Opinion
No. C4-86-2010.
May 5, 1987.
Appeal from the District Court, Renville County, John J. Weyrens, J.
Steven D. Emmings, Carey Emmings, Ltd., Fairfax, for appellant.
Steven E. Hettig, Willette, Kraft, Walser, Nelson Hettig, Olivia, for respondent.
OPINION
This appeal is from a judgment denying appellant vendee's request for specific performance of a contract for deed by asserting decedent made a gift to appellant of remaining payments. Respondent estate of decedent was granted its counterclaim for payment owing. Appellant claims the trial court erred because (1) he proved the gift by clear and convincing evidence and (2) respondent is estopped from seeking further payments. We affirm.
FACTS
On December 27, 1976, decedent Raymond Kiecker sold to his nephew appellant Timothy Kiecker by contract for deed his 160-acre farm in Renville County for $79,000 at 6% interest. Annual payments of $8000 were due each December until full payment.

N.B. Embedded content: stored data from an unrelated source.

//! Flat key/value configuration parsing tests.

use std::time::Duration;

use preroll::config::{Config, RtspTransport, TriggerMode};
use preroll::error::PrerollError;

#[test]
fn test_full_config() {
    let content = "
# cameras
CAMERA_1_URL=rtsp://10.0.0.10:554/stream1
CAMERA_2_URL=rtsp://10.0.0.11:554/stream1

CHUNK_DURATION=4
BUFFER_SECONDS=40
FINAL_CLIP_DURATION=20
TEMP_DIR=/dev/shm/buf
CLIPS_DIR=/var/lib/preroll/clips
TRIGGER_MODE=http
HTTP_PORT=9000
RTSP_TRANSPORT=udp
RECONNECT_INITIAL_DELAY=1
RECONNECT_MAX_DELAY=30
RECONNECT_MAX_ATTEMPTS=5
FFMPEG_KEYFRAME_INTERVAL=2
FFMPEG_PRESET=ultrafast
FFMPEG_CRF=28
";
    let cfg = Config::from_str_content(content).expect("parse");

    assert_eq!(cfg.cameras.len(), 2);
    assert_eq!(cfg.cameras[0].id, "camera_1");
    assert_eq!(cfg.cameras[0].url, "rtsp://10.0.0.10:554/stream1");
    assert_eq!(cfg.cameras[1].id, "camera_2");

    assert_eq!(cfg.chunk_duration, 4);
    assert_eq!(cfg.buffer_seconds, 40);
    assert_eq!(cfg.final_clip_duration, 20);
    assert_eq!(cfg.temp_dir, std::path::PathBuf::from("/dev/shm/buf"));
    assert_eq!(cfg.trigger_mode, TriggerMode::Http);
    assert_eq!(cfg.http_port, 9000);
    assert_eq!(cfg.rtsp_transport, RtspTransport::Udp);
    assert_eq!(cfg.reconnect.initial_delay, Duration::from_secs(1));
    assert_eq!(cfg.reconnect.max_delay, Duration::from_secs(30));
    assert_eq!(cfg.reconnect.max_attempts, 5);
    assert_eq!(cfg.encoder.preset, "ultrafast");
    assert_eq!(cfg.encoder.crf, 28);
}

#[test]
fn test_defaults() {
    let cfg = Config::from_str_content("CAMERA_1_URL=rtsp://cam/1").expect("parse");
    assert_eq!(cfg.chunk_duration, 5);
    assert_eq!(cfg.buffer_seconds, 30);
    assert_eq!(cfg.final_clip_duration, 25);
    assert_eq!(cfg.trigger_mode, TriggerMode::Keyboard);
    assert_eq!(cfg.rtsp_transport, RtspTransport::Tcp);
    assert_eq!(cfg.reconnect.initial_delay, Duration::from_secs(2));
    assert_eq!(cfg.reconnect.max_delay, Duration::from_secs(60));
    assert_eq!(cfg.reconnect.max_attempts, 0, "0 means retry forever");
    assert_eq!(cfg.encoder.preset, "veryfast");
}

#[test]
fn test_no_cameras_is_fatal() {
    let err = Config::from_str_content("CHUNK_DURATION=5").unwrap_err();
    assert!(matches!(err, PrerollError::ConfigInvalid(_)));

    // Numbering starts at 1; CAMERA_2_URL alone defines nothing.
    let err = Config::from_str_content("CAMERA_2_URL=rtsp://cam/2").unwrap_err();
    assert!(matches!(err, PrerollError::ConfigInvalid(_)));
}

#[test]
fn test_bad_values_rejected() {
    for content in [
        "CAMERA_1_URL=rtsp://cam/1\nCHUNK_DURATION=abc",
        "CAMERA_1_URL=rtsp://cam/1\nCHUNK_DURATION=0",
        "CAMERA_1_URL=rtsp://cam/1\nTRIGGER_MODE=telnet",
        "CAMERA_1_URL=rtsp://cam/1\nRTSP_TRANSPORT=carrier-pigeon",
        "CAMERA_1_URL=rtsp://cam/1\nthis is not a key value pair",
        // Clip longer than the retention window can never be served.
        "CAMERA_1_URL=rtsp://cam/1\nBUFFER_SECONDS=20\nFINAL_CLIP_DURATION=25",
        "CAMERA_1_URL=rtsp://cam/1\nBUFFER_SECONDS=3\nCHUNK_DURATION=5",
    ] {
        let err = Config::from_str_content(content).unwrap_err();
        assert!(
            matches!(err, PrerollError::ConfigInvalid(_)),
            "expected ConfigInvalid for: {content}"
        );
    }
}

#[test]
fn test_comments_blanks_and_unknown_keys() {
    let content = "
# a comment
CAMERA_1_URL = rtsp://cam/1

SOME_FUTURE_KEY=whatever
";
    let cfg = Config::from_str_content(content).expect("unknown keys are not fatal");
    assert_eq!(cfg.cameras.len(), 1);
    assert_eq!(cfg.cameras[0].url, "rtsp://cam/1");
}

#[test]
fn test_clip_duration_clamping() {
    let cfg = Config::from_str_content("CAMERA_1_URL=rtsp://cam/1\nBUFFER_SECONDS=30").expect("parse");
    assert_eq!(cfg.clamp_clip_duration(None), 25, "default clip length");
    assert_eq!(cfg.clamp_clip_duration(Some(10)), 10);
    assert_eq!(cfg.clamp_clip_duration(Some(500)), 30, "capped at the window");
    assert_eq!(cfg.clamp_clip_duration(Some(0)), 1);
}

Appellant paid decedent $12,740 by check dated December 23, 1977, $11,000 by check dated December 9, 1981, and $8480 by check dated December 25, 1983. The only writing on these checks by appellant was his signature. Appellant stated the first two checks were filled in by a bank employee and the third by decedent. Appellant does not read or write well and is unable to compute interest.
On March 15, 1984, decedent executed a document entitled "Receipt." The document states:
Further, the undersigned, Raymond Kiecker, does hereby acknowledge that all Contract for Deed payments through December 27, 1983, have either been paid by Timothy Kiecker or the amounts of said payments not paid by Timothy Kiecker have been gifted by the undersigned to Timothy Kiecker and that said Contract for Deed as described above is current as of December 27, 1983. This receipt and acknowledgment shall be evidence by Timothy Kiecker of the current status of said Contract for Deed.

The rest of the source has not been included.